Shelly shrugged. He was too tired for wenching. Maybe a good cool game of cards. He relayed his desire.
The bartender said, “Wait a minute.” He moved up to the other end of the bar, took out a pad and pencil, and jotted down a quick address. He came back, handed it to Shelly and said, “Ask for Luther. He’ll know what’s on tonight.”
Shelly thanked him, paid for the drinks, and slid off the barstool. The note said: Dixie Hotel, 5th and Broadway.
Louisville at night was a combination of Coney Island at ten PM and deepest Brooklyn at five in the morning. A short stretch of naked neon insensibly wiggling—and then silence. The centerstripe rolled up like a long tongue. The fleshpots, and the closed shops. He walked quite steadily, waiting for the right recognition symbol to be tripped in his head.
Ding!
The sign was a bilious green. DIXIE HOTEL—ROOMS.
He pushed through the revolving door, finding himself in one of those B-movie sleazy lobbies cut from the same cheap pattern. Brass lamps with hanging beaded pull-chains, sofas that gave off small puffs of dust when sat upon, a long oak table from some esoteric period covered with copies of The Farmer’s Weekly, Look from seven months before and three battered copies of Radio-TV Mirror. The three Radio-TV Mirrors had subscription stickers on their covers. One of them had been left out in the rain; it was wrinkled.
“Room, buddy?” The voice drifted to Shelly from behind the high plywood counter. He turned and saw the top of a balding head.
Stepping closer, the head-top became only the top of a head that topped a shrunken, yellowed body barely in the same species with Morgenstern. “Where can I find—uh—” he consulted the slip of paper, “somebody named Luther?”
“Luther?” The room clerk sighed resignedly. “Wait a minute.” He reached across with a foot and jabbed a red button on the board. “He’ll be right down.”
The little man continued to stare at Shelly from dark eyes with yellow rings under them. “Is my monkey bothering you?” Shelly asked.
“What?”
“The one on my back.”
The clerk looked disgusted. “Comedian,” he mumbled. Shelly lit a cigarette, staring at those obscure places in every room that seldom command attention: the juncture of ceiling and wall, ornate filigree along the upper walls, worn spots on the seedy rug. I should have gone with Freeport to that business conference. Couldn’t have been any worse than this.
The elevator sighed open, and a tall, thin kid with too much hair came out. He wore a faded blue bellhop’s uniform, and the most monumentally bored expression Shelly had ever encountered.
The boy walked to the check-in desk. “George-O,” he said, and the balding dwarf jerked a thumb at Shelly. “He asked for ya,” George-O said. The boy turned to stare at Shelly. His eyes narrowed.
Morgenstern could see the question process-server? in the gleam of them.
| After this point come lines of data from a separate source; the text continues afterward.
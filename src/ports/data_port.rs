//! Market data access port.
//!
//! The storage collaborator hands over raw rows. Removing zero-close rows
//! is left to the domain.

use crate::domain::bar::Bar;
use crate::domain::error::ScreenerError;
use chrono::NaiveDate;

/// Summary of what a source holds.
#[derive(Debug, Clone, PartialEq, Eq)]
pub struct DataRange {
    pub first: NaiveDate,
    pub last: NaiveDate,
    pub trading_days: usize,
    pub tickers: usize,
    pub rows: usize,
}

pub trait BarSource {
    /// All rows with `start <= date <= end`.
    fn fetch_bars(&self, start: NaiveDate, end: NaiveDate) -> Result<Vec<Bar>, ScreenerError>;

    /// Distinct dates carrying at least one non-zero close, ascending.
    fn trading_days(&self) -> Result<Vec<NaiveDate>, ScreenerError>;

    fn data_range(&self) -> Result<Option<DataRange>, ScreenerError>;
}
“Yeah, you want me, Mistuh?” The accent was a flat Kentucky modulation. Neither cultivated nor overly rough on the ear. But there was the sound of I’ve-been-around in it. Shelly dumped ash on the rug.
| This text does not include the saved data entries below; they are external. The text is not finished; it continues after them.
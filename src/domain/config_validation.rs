//! Configuration validation.
//!
//! Checks the `[screen]` and `[thresholds]` sections before a query runs.

use crate::domain::error::ScreenerError;
use crate::domain::filter_parser;
use crate::domain::predicate::Thresholds;
use crate::ports::config_port::ConfigPort;

pub fn validate_screen_config(config: &dyn ConfigPort) -> Result<(), ScreenerError> {
    validate_dates(config)?;
    validate_window_days(config)?;
    validate_thresholds(config)?;
    validate_filters(config)?;
    Ok(())
}

pub fn validate_thresholds(config: &dyn ConfigPort) -> Result<(), ScreenerError> {
    check_number(config, "min_value", |v| v >= 0.0, "min_value must be non-negative")?;
    check_number(config, "max_runup", |v| v > 0.0, "max_runup must be positive")?;
    check_number(config, "min_close", |v| v >= 0.0, "min_close must be non-negative")?;
    validate_shell_marker(config)?;
    validate_common_suffix(config)?;
    check_number(
        config,
        "min_market_cap",
        |v| v >= 0.0,
        "min_market_cap must be non-negative",
    )?;
    check_number(config, "min_operating_income", |_| true, "")?;
    Ok(())
}

/// A finite number, or `None` when the key is absent.
///
/// Text that does not parse, `NaN` and infinities are rejected rather than
/// replaced by a default.
pub fn read_number(
    config: &dyn ConfigPort,
    section: &str,
    key: &str,
) -> Result<Option<f64>, ScreenerError> {
    let Some(raw) = config.get_string(section, key) else {
        return Ok(None);
    };
    match raw.trim().parse::<f64>() {
        Ok(v) if v.is_finite() => Ok(Some(v)),
        _ => Err(invalid(
            section,
            key,
            &format!("'{}' is not a finite number", raw.trim()),
        )),
    }
}

/// A whole number, or `None` when the key is absent.
pub fn read_count(
    config: &dyn ConfigPort,
    section: &str,
    key: &str,
) -> Result<Option<i64>, ScreenerError> {
    let Some(raw) = config.get_string(section, key) else {
        return Ok(None);
    };
    raw.trim()
        .parse::<i64>()
        .map(Some)
        .map_err(|_| invalid(section, key, &format!("'{}' is not a whole number", raw.trim())))
}

fn invalid(section: &str, key: &str, reason: &str) -> ScreenerError {
    ScreenerError::ConfigInvalid {
        section: section.to_string(),
        key: key.to_string(),
        reason: reason.to_string(),
    }
}

fn check_number(
    config: &dyn ConfigPort,
    key: &str,
    accept: fn(f64) -> bool,
    reason: &str,
) -> Result<(), ScreenerError> {
    match read_number(config, "thresholds", key)? {
        Some(v) if !accept(v) => Err(invalid("thresholds", key, reason)),
        _ => Ok(()),
    }
}

fn validate_dates(config: &dyn ConfigPort) -> Result<(), ScreenerError> {
    let start = config.get_date("screen", "start_date")?;
    let end = config.get_date("screen", "end_date")?;
    if let (Some(start), Some(end)) = (start, end) {
        if start > end {
            return Err(invalid(
                "screen",
                "start_date",
                "start_date must not be after end_date",
            ));
        }
    }
    Ok(())
}

fn validate_window_days(config: &dyn ConfigPort) -> Result<(), ScreenerError> {
    match read_count(config, "screen", "window_days")? {
        Some(v) if v < 1 => Err(invalid(
            "screen",
            "window_days",
            "window_days must be at least 1",
        )),
        _ => Ok(()),
    }
}

fn validate_shell_marker(config: &dyn ConfigPort) -> Result<(), ScreenerError> {
    match config.get_string("thresholds", "shell_marker") {
        Some(s) if s.trim().is_empty() => Err(invalid(
            "thresholds",
            "shell_marker",
            "shell_marker must not be blank",
        )),
        _ => Ok(()),
    }
}

fn validate_common_suffix(config: &dyn ConfigPort) -> Result<(), ScreenerError> {
    match config.get_string("thresholds", "common_suffix") {
        Some(s) if s.trim().chars().count() != 1 => Err(invalid(
            "thresholds",
            "common_suffix",
            "common_suffix must be a single character",
        )),
        _ => Ok(()),
    }
}

fn validate_filters(config: &dyn ConfigPort) -> Result<(), ScreenerError> {
    if let Some(text) = config.get_string("screen", "filters") {
        filter_parser::parse(&text, &Thresholds::default())?;
    }
    Ok(())
}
“Bartender over at The Brown told me I might find some action here; told me to ask for Luther. You Luther?”
The boy nodded. “What ’chu aftuh, Mistuh?”
The way he said it was very much like rolling out a brochure. With listings under J for junk, B for broads, Q for queers and G for shuffle them. “I heard there might be some poker hereabouts,” Shelly said.
Luther studied the man before him with casual carefulness. Then, reassuring himself by means of those nebulous signs and auras known to the hungry ones on the fringes, he nodded. “Yessuh, big man, we got a little game goin’.”
Shelly made a negligent motion with his hand. “Lead the way, son.”
Luther shied at the word “son” and his dark eyes narrowed. “Stakes goin’ five, ten, twenny-five, big man, you figuh you can stand the action?”
Shelly dropped the butt on the rug and ground it in with his heel. “You figure on making your steering money talking me to death in this lobby?”
The bellboy turned and re-entered the elevator. Shelly followed him, watching the swaggering, self-contained way the boy walked. Loose. He had indeed been around. There was something hard, something coolly dangerous about Luther.
The elevator door closed and the machine started up. Then Luther flicked out the lights.
“Hey! What the hell is this?” Shelly backed into a corner, seeing himself being rolled by a teen-ager.
Luther’s soft voice came out of the darkness. “Stay loose, big man. This’s just so’s you don’t know what floor you’re on. We don’t want no trouble from The Man.”
The elevator whined to a stop (How did he know when they’d reached the correct floor, Shelly wondered?), and Luther reached out through the opened door, and clicked another switch. The hall went dark beyond the elevator car: “C’mawn, big man,” Luther said, taking Shelly by the arm.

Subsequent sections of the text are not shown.